Expression of the gene for tissue factor, the cell-surface initiator of blood coagulation, was examined by stimulating growth-arrested human fibroblasts with serum and measuring changes in the cellular content of tissue factor mRNA, antigen, and activity. Maximum tissue factor mRNA levels were reached within 1 h following serum induction and slowly declined to basal levels from 24 to 48 h after stimulation. The appearance of the tissue factor mRNA was followed by an increase in tissue factor antigen and activity. The parallel rise in antigenically positive protein and procoagulant activity was first observed about 2 h after serum stimulation with a peak at 12 h followed by a slow decline during the next 36 h.

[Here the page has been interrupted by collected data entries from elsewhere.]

use std::path::PathBuf;

use thiserror::Error;

/// Fatal errors raised while a rule checks a cell.
///
/// Invalid cell values are never reported here; they become failures in the
/// report. These errors mean the template cannot describe the data at all.
#[derive(Debug, Clone, PartialEq, Eq, Error)]
pub enum RuleError {
    /// The row has no value for the parent column of a linked set.
    #[error("column '{column}': parent column '{parent}' is not present in the row")]
    MissingParentColumn { column: String, parent: String },
    /// The parent value has no allowed-subset registered in the linked set.
    #[error("column '{column}': no allowed values registered for {parent} = '{value}'")]
    UnknownParentValue {
        column: String,
        parent: String,
        value: String,
    },
}

/// Errors raised while building or loading a template.
#[derive(Debug, Error)]
pub enum TemplateError {
    /// TOML parse / deserialization error.
    #[error("template parse error: {0}")]
    Parse(String),
    /// Template could not be serialized back to TOML.
    #[error("template serialize error: {0}")]
    Serialize(String),
    #[error("template has no columns")]
    Empty,
    #[error("column '{0}' is declared more than once")]
    DuplicateColumn(String),
    #[error("column '{column}': set rule has no allowed values")]
    EmptyValues { column: String },
    /// A linked set names a parent column the template does not have.
    #[error("column '{column}': parent column '{parent}' is not in the template")]
    UnknownParent { column: String, parent: String },
    /// A linked set must come after its parent so the parent's sheet column is known.
    #[error("column '{column}': parent column '{parent}' must be declared before it")]
    ParentAfterChild { column: String, parent: String },
    #[error("column '{column}': unique_with references unknown column '{other}'")]
    UnknownUniqueColumn { column: String, other: String },
    #[error("column '{column}': invalid pattern: {message}")]
    InvalidPattern { column: String, message: String },
    #[error("column '{column}': {message}")]
    InvalidBounds { column: String, message: String },
    #[error("cannot read '{}': {message}", path.display())]
    Io { path: PathBuf, message: String },
}

/// Errors raised while laying out the generated workbook.
#[derive(Debug, Clone, PartialEq, Eq, Error)]
pub enum GenerateError {
    /// A linked set was rendered before its parent had a Data column.
    #[error("column '{column}': parent column '{parent}' has not been placed")]
    UnplacedParent { column: String, parent: String },
    /// A value list name is not usable as a workbook defined name.
    #[error("column '{column}': cannot define range name '{name}': {reason}")]
    InvalidRangeName {
        column: String,
        name: String,
        reason: String,
    },
}
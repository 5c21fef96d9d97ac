//! Failure records and per-column statistics for a validation run.

use std::collections::{BTreeMap, BTreeSet};

use serde::Serialize;

use crate::rule::RuleState;

/// One invalid cell.
#[derive(Debug, Clone, PartialEq, Eq, Serialize)]
pub struct Failure {
    pub column: String,
    /// 1-based row number as reported to the user (header offset applied).
    pub row: usize,
    pub message: String,
}

/// Failures grouped by column, then row.
///
/// Columns are keyed by name. Rows within a column are in ascending order,
/// which is also the order they were encountered.
#[derive(Debug, Clone, Default, PartialEq, Serialize)]
#[serde(transparent)]
pub struct FailureReport {
    columns: BTreeMap<String, BTreeMap<usize, Vec<Failure>>>,
}

impl FailureReport {
    pub fn new() -> Self {
        Self::default()
    }

    pub fn push(&mut self, failure: Failure) {
        self.columns
            .entry(failure.column.clone())
            .or_default()
            .entry(failure.row)
            .or_default()
            .push(failure);
    }

    pub fn is_empty(&self) -> bool {
        self.columns.is_empty()
    }

    /// Total number of failures across all columns.
    pub fn len(&self) -> usize {
        self.columns
            .values()
            .flat_map(|rows| rows.values())
            .map(Vec::len)
            .sum()
    }

    /// Failures for one column, keyed by row.
    pub fn column(&self, column: &str) -> Option<&BTreeMap<usize, Vec<Failure>>> {
        self.columns.get(column)
    }

    pub fn columns(&self) -> impl Iterator<Item = &str> {
        self.columns.keys().map(String::as_str)
    }

    /// Every failure, by column then row.
    pub fn iter(&self) -> impl Iterator<Item = &Failure> {
        self.columns
            .values()
            .flat_map(|rows| rows.values())
            .flatten()
    }
}

/// Offending values and rows for one column.
#[derive(Debug, Clone, Default, PartialEq, Eq, Serialize)]
pub struct BadValues {
    /// Distinct offending values, sorted.
    pub invalid_set: BTreeSet<String>,
    /// Row numbers of every failure, in encounter order.
    pub invalid_rows: Vec<usize>,
}

/// Mutable per-run counters for one column.
#[derive(Debug, Default)]
pub struct ColumnTracker {
    pub fail_count: usize,
    pub bad: BadValues,
    pub state: RuleState,
}

impl ColumnTracker {
    pub fn record(&mut self, value: &str, row: usize) {
        self.fail_count += 1;
        self.bad.invalid_set.insert(value.to_string());
        self.bad.invalid_rows.push(row);
    }

    /// Summary for a failing column; `None` when nothing failed.
    pub fn summary(&self, column: &str, rule_name: &str, rows: usize) -> Option<ColumnSummary> {
        if self.fail_count == 0 {
            return None;
        }
        let fail_rate = if rows == 0 {
            0.0
        } else {
            self.fail_count as f64 / rows as f64
        };
        Some(ColumnSummary {
            column: column.to_string(),
            rule: rule_name.to_string(),
            fail_count: self.fail_count,
            fail_rate,
            invalid_values: self.bad.invalid_set.iter().cloned().collect(),
            invalid_rows: self.bad.invalid_rows.clone(),
        })
    }
}

/// Failure statistics for one column.
#[derive(Debug, Clone, PartialEq, Serialize)]
pub struct ColumnSummary {
    pub column: String,
    pub rule: String,
    pub fail_count: usize,
    /// Fraction of processed rows that failed (0.0 - 1.0).
    pub fail_rate: f64,
    pub invalid_values: Vec<String>,
    pub invalid_rows: Vec<usize>,
}

impl ColumnSummary {
    /// Human-readable summary lines.
    pub fn lines(&self) -> [String; 2] {
        [
            format!(
                "{} failed {} time(s) ({:.1}%) on field: '{}'",
                self.rule,
                self.fail_count,
                self.fail_rate * 100.0,
                self.column
            ),
            format!(
                "Invalid fields: [{}] in rows: [{}]",
                self.invalid_values
                    .iter()
                    .map(|v| format!("'{v}'"))
                    .collect::<Vec<_>>()
                    .join(", "),
                self.invalid_rows
                    .iter()
                    .map(usize::to_string)
                    .collect::<Vec<_>>()
                    .join(", ")
            ),
        ]
    }
}

#[cfg(test)]
mod tests {
    use super::*;

    fn failure(column: &str, row: usize) -> Failure {
        Failure {
            column: column.into(),
            row,
            message: "bad".into(),
        }
    }

    #[test]
    fn test_report_groups_by_column_and_row() {
        let mut report = FailureReport::new();
        report.push(failure("b", 3));
        report.push(failure("a", 2));
        report.push(failure("a", 2));
        assert_eq!(report.len(), 3);
        assert_eq!(report.columns().collect::<Vec<_>>(), vec!["a", "b"]);
        assert_eq!(report.column("a").unwrap()[&2].len(), 2);
    }

    #[test]
    fn test_tracker_summary() {
        let mut tracker = ColumnTracker::default();
        assert!(tracker.summary("status", "SetRule", 4).is_none());

        tracker.record("pending", 2);
        tracker.record("draft", 4);
        tracker.record("pending", 5);
        let summary = tracker.summary("status", "SetRule", 4).unwrap();
        assert_eq!(summary.fail_count, 3);
        assert!((summary.fail_rate - 0.75).abs() < f64::EPSILON);
        assert_eq!(summary.invalid_values, vec!["draft", "pending"]);
        assert_eq!(summary.invalid_rows, vec![2, 4, 5]);

        let [first, second] = summary.lines();
        assert_eq!(first, "SetRule failed 3 time(s) (75.0%) on field: 'status'");
        assert_eq!(second, "Invalid fields: ['draft', 'pending'] in rows: [2, 4, 5]");
    }
}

The serum-induced synthesis of the tissue factor mRNA was independent of de novo protein synthesis as demonstrated by the increased tissue factor mRNA levels generated in the presence of cycloheximide. The results of this study suggest that the synthesis of tissue factor in human fibroblasts is regulated principally at the level of transcription. In one strain of fibroblasts the activity/antigen ratio, during the period of maximum synthesis, was indistinguishable from that of tissue factor which had been immunoaffinity purified from human brain and reconstituted into phospholipid vesicles. However, during serum starvation the activity/antigen ratio in these cells was significantly reduced. Western blot analysis revealed that in serum-starved cells there was an accumulation of truncated forms of the tissue factor antigen while in the serum-stimulated cells only the full-length antigen was observed.